One option is simply that the WTO would have no substantial negotiating agenda. Some might argue that this would be fine. After all, the current WTO rules were largely lived up to during the financial crisis and through the subsequent period of slow economic growth. There is a problem with this approach however. At present, there is a proliferation of preferential trading arrangements taking place. These are regional and bilateral deals that provide for some degree of increased trade but discriminate against non-parties. The Trump Administration’s cancellation of U.S. participation in the Trans Pacific Partnership (TPP) Agreement, and the announced renegotiation with NAFTA, gave a substantial boost to efforts by other countries to make alternative trade arrangements. The certain result will be discrimination against U.S. goods and services once these preferential deals are implemented.

These are not the only costs to the U.S. economy. Two negotiations have been underway among groups of like-minded countries meeting in Geneva Switzerland to improve world trade rules. These are the Environmental Goods Agreement (EGA) and the Trade in Services (TiSA) negotiations. The U.S is a major producer of products that foster a cleaner environment and most of the world’s market now and in the future is going to be outside the United States. The case for a services trade agreement is also very strong. The United States is the largest exporter of commercial services, accounting for 14% of world exports of these services.

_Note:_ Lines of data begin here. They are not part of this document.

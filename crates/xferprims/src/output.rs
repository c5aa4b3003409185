use std::net::SocketAddr;
use std::path::Path;

use clap::ValueEnum;
use comfy_table::{presets::UTF8_FULL, ContentArrangement, Table};
use serde::Serialize;
use xferprims_peer::TransferReport;

#[derive(Clone, Debug, Copy, ValueEnum)]
pub enum OutputFormat {
    Json,
    Table,
    Pretty,
    Raw,
}

impl OutputFormat {
    pub fn default_for_stdout() -> Self {
        use std::io::IsTerminal;

        if std::io::stdout().is_terminal() {
            Self::Table
        } else {
            Self::Json
        }
    }
}

#[derive(Serialize)]
struct ReportOutput<'a> {
    schema_id: &'a str,
    #[serde(flatten)]
    report: &'a TransferReport,
    throughput_bytes_per_sec: u64,
}

pub fn print_report(report: &TransferReport, format: OutputFormat) {
    match format {
        OutputFormat::Json => {
            let out = ReportOutput {
                schema_id: "https://schemas.3leaps.dev/xferprims/cli/v1/transfer-report.schema.json",
                report,
                throughput_bytes_per_sec: report.throughput() as u64,
            };
            println!(
                "{}",
                serde_json::to_string(&out).unwrap_or_else(|_| "{}".to_string())
            );
        }
        OutputFormat::Table => {
            let mut table = Table::new();
            table
                .load_preset(UTF8_FULL)
                .set_content_arrangement(ContentArrangement::Dynamic)
                .set_header(vec!["PEER", "BYTES", "STRATEGY", "ELAPSED", "THROUGHPUT"])
                .add_row(vec![
                    report.peer.clone(),
                    report.bytes.to_string(),
                    report.strategy.to_string(),
                    format!("{:.1} ms", report.elapsed.as_secs_f64() * 1000.0),
                    human_rate(report.throughput()),
                ]);
            println!("{table}");
        }
        OutputFormat::Pretty => {
            println!(
                "peer={} bytes={} strategy={} elapsed={:?} throughput={}",
                report.peer,
                report.bytes,
                report.strategy,
                report.elapsed,
                human_rate(report.throughput())
            );
        }
        OutputFormat::Raw => {
            println!("{}", report.bytes);
        }
    }
}

#[derive(Serialize)]
struct ListeningOutput<'a> {
    schema_id: &'a str,
    address: String,
    file: String,
    strategy: &'a str,
}

/// Announce the bound address. Always a single line so scripts can read it
/// before the first transfer.
pub fn print_listening(addr: SocketAddr, file: &Path, strategy: &str, format: OutputFormat) {
    match format {
        OutputFormat::Json => {
            let out = ListeningOutput {
                schema_id: "https://schemas.3leaps.dev/xferprims/cli/v1/serve-listening.schema.json",
                address: addr.to_string(),
                file: file.display().to_string(),
                strategy,
            };
            println!(
                "{}",
                serde_json::to_string(&out).unwrap_or_else(|_| "{}".to_string())
            );
        }
        OutputFormat::Table | OutputFormat::Pretty => {
            println!(
                "serving {} on {addr} (strategy={strategy})",
                file.display()
            );
        }
        OutputFormat::Raw => {
            println!("{addr}");
        }
    }
}

#[derive(Serialize)]
struct ServeSummary<'a> {
    schema_id: &'a str,
    accepted: u64,
}

pub fn print_serve_summary(accepted: u64, format: OutputFormat) {
    match format {
        OutputFormat::Json => {
            let out = ServeSummary {
                schema_id: "https://schemas.3leaps.dev/xferprims/cli/v1/serve-summary.schema.json",
                accepted,
            };
            println!(
                "{}",
                serde_json::to_string(&out).unwrap_or_else(|_| "{}".to_string())
            );
        }
        OutputFormat::Table | OutputFormat::Pretty => {
            println!("served {accepted} connection(s)");
        }
        OutputFormat::Raw => {
            println!("{accepted}");
        }
    }
}

fn human_rate(bytes_per_sec: f64) -> String {
    const UNITS: [&str; 4] = ["B/s", "KiB/s", "MiB/s", "GiB/s"];

    let mut value = bytes_per_sec;
    let mut unit = 0;
    while value >= 1024.0 && unit < UNITS.len() - 1 {
        value /= 1024.0;
        unit += 1;
    }
    format!("{value:.1} {}", UNITS[unit])
}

There is also the possibility of adding another item for global trade negotiations, and that is e-commerce. Here again the U.S. is a world leader. The WTO was created over two decades ago when digital commerce was not a major factor in world trade. Now it is. The rules of the international trading system should be updated to reflect this change. Protectionism tends to flourish where there are no rules to prevent that from happening. Countries are putting into place or considering restrictions on e-commerce, limiting cross-border data flows and forcing localization of servers. This is damaging to world economic growth and contrary to America’s commercial interests.

What is needed going forward?

First, the United States cannot afford to be side-lined by leaving its front bench of trade negotiators empty. The Senate needs to confirm Robert Lighthizer as U.S. Trade Representative and his Deputies have to be named and confirmed as well.

Second, there will be tests of U.S. trade leadership coming up very soon. In the coming months, President Trump will be attending his first economic summits. The G-7 summit takes place in Italy in May and the G20 Summit in Hamburg in July. It is the usual role of heads of state to provide encouragement for moving forward with negotiations to improve the world trading system. There will be costs for the U.S.economy and for world trade if President Trump approaches these meetings in a defensive crouch.

It can be argued that the regular blessing of theWTO’s agenda at summits became stale and formulaic, and had very little effect. There is only one thing worse than having that experience repeated, and that is to experiment with economic summits in which the U.S. blocks a consensus position against protectionism and in favor of renewed efforts to find common ground in the WTO to improve the rules-based international trading system.

Alan Wolff is a senior counsel at Dentons LLP and is chairman of the National Foreign Trade Council (NFTC). He served as a senior U.S. trade negotiator in Republican and Democratic administrations.